How do the developers of XeTeX and LuaTeX ensure that their engines don't significantly deviate from the output produced by earlier TeX engines? (I've read that the developers of LuaTeX tend to care less about this, so this question is geared more toward XeTeX, the documentation of which says specifically that certain features/options cause documents to compile differently or with different line breaks than they would under older TeX engines.) Is there a program that does this automatically?
I suspect that in practice the best test (especially in the case of luatex) is that the LaTeX maintainers regularly run the LaTeX2e and expl3 test suites using all three engines (and also ptex variants in the case of expl3). The l3build test format normalises the log output to some extend to remove known differences and (allows engine-specific versions of the base log files to be stored).
So while we are not directly involved in the development of either luatex or xetex we can (and do:-) report any issues to the engine developers, often using test releases of texlive, so things get fixed before the full texlive release.
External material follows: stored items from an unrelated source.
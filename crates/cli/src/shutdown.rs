//! Signal handling.

use tokio::signal;
use tokio_util::sync::CancellationToken;
use tracing::{info, warn};

/// Wait for shutdown signal (Ctrl+C or SIGTERM)
pub async fn shutdown_signal() {
    let ctrl_c = async {
        if let Err(e) = signal::ctrl_c().await {
            warn!("Failed to install Ctrl+C handler: {}", e);
            std::future::pending::<()>().await;
        }
    };

    #[cfg(unix)]
    let terminate = async {
        match signal::unix::signal(signal::unix::SignalKind::terminate()) {
            Ok(mut sigterm) => {
                sigterm.recv().await;
            }
            Err(e) => {
                warn!("Failed to install SIGTERM handler: {}", e);
                std::future::pending::<()>().await;
            }
        }
    };

    #[cfg(not(unix))]
    let terminate = std::future::pending::<()>();

    tokio::select! {
        _ = ctrl_c => {},
        _ = terminate => {},
    }
}

/// Cancel `token` when a shutdown signal arrives.
pub fn cancel_on_signal(token: CancellationToken) {
    tokio::spawn(async move {
        tokio::select! {
            _ = shutdown_signal() => {
                info!("Shutdown signal received");
                token.cancel();
            }
            _ = token.cancelled() => {}
        }
    });
}
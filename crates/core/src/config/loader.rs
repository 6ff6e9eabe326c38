use figment::{
    providers::{Env, Format, Serialized, Toml},
    Figment,
};
use std::path::Path;

use super::{types::Config, ConfigError};

/// Prefix for environment overrides, e.g. `SCRAPEFLEET_CONTROLLER__MAX_INSTANCES=4`.
pub const CONFIG_ENV_PREFIX: &str = "SCRAPEFLEET_";

/// Variables under the prefix that are not configuration keys.
const NON_CONFIG_VARS: &[&str] = &["config", "instance_id", "boot_config"];

fn env_overrides() -> Env {
    Env::prefixed(CONFIG_ENV_PREFIX)
        .ignore(NON_CONFIG_VARS)
        .split("__")
}

/// Load configuration from file with environment variable overrides
pub fn load_config(path: &Path) -> Result<Config, ConfigError> {
    if !path.exists() {
        return Err(ConfigError::FileNotFound(path.display().to_string()));
    }

    let config: Config = Figment::from(Serialized::defaults(Config::default()))
        .merge(Toml::file(path))
        .merge(env_overrides())
        .extract()
        .map_err(|e| ConfigError::ParseError(e.to_string()))?;

    Ok(config)
}

/// Load built-in defaults with environment variable overrides (no file)
pub fn load_config_from_env() -> Result<Config, ConfigError> {
    Figment::from(Serialized::defaults(Config::default()))
        .merge(env_overrides())
        .extract()
        .map_err(|e| ConfigError::ParseError(e.to_string()))
}

/// Load configuration from TOML string (useful for testing)
pub fn load_config_from_str(toml_str: &str) -> Result<Config, ConfigError> {
    toml::from_str(toml_str).map_err(|e| ConfigError::ParseError(e.to_string()))
}

#[cfg(test)]
mod tests {
    use super::*;
    use std::io::Write;
    use tempfile::NamedTempFile;

    #[test]
    fn test_load_config_from_str_valid() {
        let toml = r#"
[controller]
max_instances = 3
"#;
        let config = load_config_from_str(toml).unwrap();
        assert_eq!(config.controller.max_instances, 3);
    }

    #[test]
    fn test_load_config_from_str_invalid() {
        let toml = r#"
[controller]
max_instances = "lots"
"#;
        let result = load_config_from_str(toml);
        assert!(matches!(result, Err(ConfigError::ParseError(_))));
    }

    #[test]
    fn test_load_config_file_not_found() {
        let result = load_config(Path::new("/nonexistent/scrapefleet.toml"));
        assert!(matches!(result, Err(ConfigError::FileNotFound(_))));
    }

    #[test]
    fn test_load_config_from_file() {
        let mut temp_file = NamedTempFile::new().unwrap();
        writeln!(
            temp_file,
            r#"
[store]
path = "/tmp/fleet.db"

[controller]
poll_interval_ms = 500
"#
        )
        .unwrap();

        let config = load_config(temp_file.path()).unwrap();
        assert_eq!(config.store.path.to_str().unwrap(), "/tmp/fleet.db");
        assert_eq!(config.controller.poll_interval_ms, 500);
        // Untouched sections keep their defaults
        assert_eq!(config.controller.max_instances, 2);
    }

    #[test]
    fn test_env_overrides_file() {
        figment::Jail::expect_with(|jail| {
            jail.create_file(
                "scrapefleet.toml",
                r#"
[controller]
max_instances = 3
"#,
            )?;
            jail.set_env("SCRAPEFLEET_CONTROLLER__MAX_INSTANCES", "7");
            jail.set_env("SCRAPEFLEET_INSTANCE_ID", "local-abc");

            let config = load_config(Path::new("scrapefleet.toml"))
                .map_err(|e| e.to_string())?;
            assert_eq!(config.controller.max_instances, 7);
            Ok(())
        });
    }

    #[test]
    fn test_env_only_config() {
        figment::Jail::expect_with(|jail| {
            jail.set_env("SCRAPEFLEET_STORE__PATH", "/srv/status.db");
            let config = load_config_from_env().map_err(|e| e.to_string())?;
            assert_eq!(config.store.path.to_str().unwrap(), "/srv/status.db");
            assert_eq!(config.controller.max_instances, 2);
            Ok(())
        });
    }
}
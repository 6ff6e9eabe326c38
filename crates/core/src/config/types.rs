use serde::{Deserialize, Serialize};
use std::net::SocketAddr;
use std::path::PathBuf;

use crate::controller::ControllerConfig;
use crate::launcher::InstallManifest;
use crate::payload::WorkerConfig;

/// Root configuration
#[derive(Debug, Clone, Default, Deserialize, Serialize)]
pub struct Config {
    #[serde(default)]
    pub store: StoreConfig,
    #[serde(default)]
    pub controller: ControllerConfig,
    #[serde(default)]
    pub compute: ComputeConfig,
    #[serde(default)]
    pub worker: WorkerConfig,
    #[serde(default)]
    pub logging: LoggingConfig,
    #[serde(default)]
    pub metrics: MetricsConfig,
}

/// Status store configuration
#[derive(Debug, Clone, Deserialize, Serialize)]
pub struct StoreConfig {
    /// SQLite file shared by the controller and its workers
    #[serde(default = "default_store_path")]
    pub path: PathBuf,
}

impl Default for StoreConfig {
    fn default() -> Self {
        Self {
            path: default_store_path(),
        }
    }
}

fn default_store_path() -> PathBuf {
    PathBuf::from("scrapefleet.db")
}

/// Available compute backends
#[derive(Debug, Clone, Copy, Default, Deserialize, Serialize, PartialEq, Eq)]
#[serde(rename_all = "snake_case")]
pub enum ComputeBackend {
    #[default]
    Local,
    // Future: cloud provider APIs
}

/// Compute provider configuration
#[derive(Debug, Clone, Deserialize, Serialize)]
pub struct ComputeConfig {
    #[serde(default)]
    pub backend: ComputeBackend,
    /// Local process backend settings
    #[serde(default)]
    pub local: LocalComputeConfig,
    /// Instance size requested for workers
    #[serde(default = "default_worker_instance_type")]
    pub worker_instance_type: String,
    /// Instance size requested for controllers
    #[serde(default = "default_controller_instance_type")]
    pub controller_instance_type: String,
    /// Installation recipe handed to every new instance
    #[serde(default)]
    pub manifest: InstallManifest,
}

impl Default for ComputeConfig {
    fn default() -> Self {
        Self {
            backend: ComputeBackend::default(),
            local: LocalComputeConfig::default(),
            worker_instance_type: default_worker_instance_type(),
            controller_instance_type: default_controller_instance_type(),
            manifest: InstallManifest::default(),
        }
    }
}

fn default_worker_instance_type() -> String {
    "t3.medium".to_string()
}

fn default_controller_instance_type() -> String {
    "t3.micro".to_string()
}

/// Local process backend configuration
#[derive(Debug, Clone, Deserialize, Serialize)]
pub struct LocalComputeConfig {
    /// Program started for each worker instance
    #[serde(default = "default_worker_program")]
    pub worker_program: PathBuf,
    /// Program started for each controller instance
    #[serde(default = "default_controller_program")]
    pub controller_program: PathBuf,
    /// Directory receiving one log file per instance (None = inherit stdout/stderr)
    #[serde(default)]
    pub log_dir: Option<PathBuf>,
}

impl Default for LocalComputeConfig {
    fn default() -> Self {
        Self {
            worker_program: default_worker_program(),
            controller_program: default_controller_program(),
            log_dir: None,
        }
    }
}

fn default_worker_program() -> PathBuf {
    PathBuf::from("fleet-worker")
}

fn default_controller_program() -> PathBuf {
    PathBuf::from("fleetctl")
}

/// Log line format
#[derive(Debug, Clone, Copy, Default, Deserialize, Serialize, PartialEq, Eq)]
#[serde(rename_all = "snake_case")]
pub enum LogFormat {
    #[default]
    Pretty,
    Json,
}

/// Logging configuration
#[derive(Debug, Clone, Deserialize, Serialize)]
pub struct LoggingConfig {
    #[serde(default)]
    pub format: LogFormat,
    /// Default filter directive (RUST_LOG takes precedence)
    #[serde(default = "default_log_filter")]
    pub filter: String,
}

impl Default for LoggingConfig {
    fn default() -> Self {
        Self {
            format: LogFormat::default(),
            filter: default_log_filter(),
        }
    }
}

fn default_log_filter() -> String {
    "info".to_string()
}

/// Metrics and status endpoint configuration
#[derive(Debug, Clone, Default, Deserialize, Serialize)]
pub struct MetricsConfig {
    /// Address for the /metrics and /status endpoint (None = disabled)
    #[serde(default)]
    pub listen: Option<SocketAddr>,
}

#[cfg(test)]
mod tests {
    use super::*;

    #[test]
    fn test_deserialize_empty_config_uses_defaults() {
        let config: Config = toml::from_str("").unwrap();
        assert_eq!(config.store.path.to_str().unwrap(), "scrapefleet.db");
        assert_eq!(config.controller.max_instances, 2);
        assert_eq!(config.controller.poll_interval_ms, 30_000);
        assert_eq!(config.controller.completion_confirmations, 3);
        assert_eq!(config.compute.backend, ComputeBackend::Local);
        assert_eq!(config.compute.worker_instance_type, "t3.medium");
        assert_eq!(config.logging.format, LogFormat::Pretty);
        assert!(config.metrics.listen.is_none());
    }

    #[test]
    fn test_deserialize_full_config() {
        let toml = r#"
[store]
path = "/data/status.db"

[controller]
poll_interval_ms = 1000
max_instances = 4
completion_confirmations = 5
orphan_timeout_secs = 1800

[compute]
backend = "local"
worker_instance_type = "t3.large"

[compute.local]
worker_program = "/opt/scrapefleet/fleet-worker"
log_dir = "/var/log/scrapefleet"

[compute.manifest]
payload_location = "s3://scrapefleet-code/fleet-worker"

[worker]
target_url = "https://example.com/{group}/{item}"
artifact_dir = "/tmp/artifacts"

[logging]
format = "json"
filter = "debug"

[metrics]
listen = "127.0.0.1:9100"
"#;
        let config: Config = toml::from_str(toml).unwrap();
        assert_eq!(config.store.path.to_str().unwrap(), "/data/status.db");
        assert_eq!(config.controller.max_instances, 4);
        assert_eq!(config.controller.orphan_timeout_secs, Some(1800));
        assert_eq!(config.compute.worker_instance_type, "t3.large");
        assert_eq!(config.compute.controller_instance_type, "t3.micro");
        assert_eq!(
            config.compute.local.worker_program.to_str().unwrap(),
            "/opt/scrapefleet/fleet-worker"
        );
        assert_eq!(
            config.compute.local.controller_program.to_str().unwrap(),
            "fleetctl"
        );
        assert_eq!(
            config.compute.manifest.payload_location,
            "s3://scrapefleet-code/fleet-worker"
        );
        assert_eq!(config.worker.target_url, "https://example.com/{group}/{item}");
        assert_eq!(config.logging.format, LogFormat::Json);
        assert_eq!(
            config.metrics.listen.unwrap().to_string(),
            "127.0.0.1:9100"
        );
    }

    #[test]
    fn test_unknown_backend_fails() {
        let toml = r#"
[compute]
backend = "mainframe"
"#;
        let result: Result<Config, _> = toml::from_str(toml);
        assert!(result.is_err());
    }
}
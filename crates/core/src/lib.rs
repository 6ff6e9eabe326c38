pub mod compute;
pub mod config;
pub mod controller;
pub mod inventory;
pub mod launcher;
pub mod metrics;
pub mod payload;
pub mod status;
pub mod testing;

pub use compute::{
    ComputeError, ComputeProvider, InstanceFilter, InstanceId, InstanceRole, InstanceState,
    LocalProcessProvider, WorkerInstance,
};
pub use config::{
    load_config, load_config_from_env, load_config_from_str, validate_config, ComputeBackend,
    Config, ConfigError, LogFormat,
};
pub use controller::{
    Controller, ControllerConfig, ControllerError, ControllerOutcome, ControllerStatus,
};
pub use inventory::WorkerInventory;
pub use launcher::{BootConfig, LaunchError, WorkerLauncher};
pub use payload::{
    PageProbe, PayloadOutcome, ScrapeTask, SelfTermination, WorkerConfig, WorkerPayload,
};
pub use status::{GroupStats, ItemStatus, SqliteStatusStore, StatusError, StatusStore, WorkItem};
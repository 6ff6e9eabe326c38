use std::sync::Arc;

use anyhow::{Context, Result};
use tokio_util::sync::CancellationToken;
use tracing::{error, info};

use scrapefleet_cli::args::{parse_or_exit, ControllerArgs};
use scrapefleet_cli::{bootstrap, http, shutdown, telemetry};
use scrapefleet_core::config::{Config, LoggingConfig};
use scrapefleet_core::controller::{Controller, ControllerOutcome};

/// Application version
const VERSION: &str = env!("CARGO_PKG_VERSION");

#[tokio::main]
async fn main() {
    let args: ControllerArgs = parse_or_exit();

    let config = match bootstrap::load() {
        Ok(config) => config,
        Err(e) => {
            telemetry::init_logging(&LoggingConfig::default());
            error!("Fatal error: {:#}", e);
            std::process::exit(1);
        }
    };
    telemetry::init_logging(&config.logging);

    if let Err(e) = run(args, config).await {
        error!("Fatal error: {:#}", e);
        std::process::exit(1);
    }
}

async fn run(args: ControllerArgs, config: Config) -> Result<()> {
    info!("fleetctl {} starting for group {}", VERSION, args.group);

    let store = bootstrap::open_store(&config)?;
    let provider = bootstrap::build_provider(&config)?;
    let launcher = bootstrap::build_launcher(&config, Arc::clone(&provider));

    let mut controller = Controller::new(
        args.group,
        config.controller.clone(),
        store,
        provider,
        launcher,
    );

    let token = CancellationToken::new();
    shutdown::cancel_on_signal(token.clone());

    // Optional status/metrics endpoint
    let server = config.metrics.listen.map(|addr| {
        let router = http::create_router(controller.status_handle());
        tokio::spawn(http::serve(addr, router, token.clone()))
    });

    let result = controller.run(token.clone()).await;

    // Stop the endpoint whatever the outcome
    token.cancel();
    if let Some(server) = server {
        match server.await {
            Ok(Err(e)) => error!("Status endpoint failed: {:#}", e),
            Err(e) => error!("Status endpoint task panicked: {}", e),
            Ok(Ok(())) => {}
        }
    }

    match result.context("Controller failed to start")? {
        ControllerOutcome::Done => info!("All work items complete, controller exiting"),
        ControllerOutcome::Cancelled => info!("Controller shut down before completion"),
    }

    Ok(())
}
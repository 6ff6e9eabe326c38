mod loader;
mod types;
mod validate;

pub use loader::{load_config, load_config_from_env, load_config_from_str, CONFIG_ENV_PREFIX};
pub use types::*;
pub use validate::{validate_config, MAX_ORPHAN_TIMEOUT_SECS};

use thiserror::Error;

#[derive(Debug, Error)]
pub enum ConfigError {
    #[error("Configuration file not found: {0}")]
    FileNotFound(String),

    #[error("Failed to parse configuration: {0}")]
    ParseError(String),

    #[error("Configuration validation failed: {0}")]
    ValidationError(String),
}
Not all differences are bugs (and especially luatex is explicitly not designed to be fully compatible) but having the test suite means that it is easier to document expected differences and ensure that the latex macros work in all three cases, the format itself and several packages have variant definitions depending on the engine being used. Notably
\showhyphens and the allocation macros like
\newcount plus the initialisation of character properties such as
\lccode lowercase settings are all engine dependent.
Quoting the excellent UK TeX FAQ
TeX (and MetaFont and MetaPost) are written in a ‘literate’ programming language called Web which is designed to be portable across a wide range of computer systems. How, then, is a new version of TeX checked?
Of course, any sensible software implementor will have his own suite of tests to check that his software runs: those who port TeX and its friends to other platforms do indeed perform such tests.
Knuth, however, provides a ‘conformance test’ for both TeX (trip) and MetaFont (trap). He characterises these as ‘torture tests’: they are designed not to check the obvious things that ordinary typeset documents, or font designs, will exercise, but rather to explore small alleyways off the main path through the code of TeX. They are, to the casual reader, pretty incomprehensible!
Once an implementation of TeX has passed its trip test, or an implementation of MetaFont has passed its trap test, then it may in principle be distributed as a working version. (In practice, any distributor would test new versions against “real” documents or fonts, too; while trip and trap test bits of pathways within the program, they don’t actually test for any real world problem.)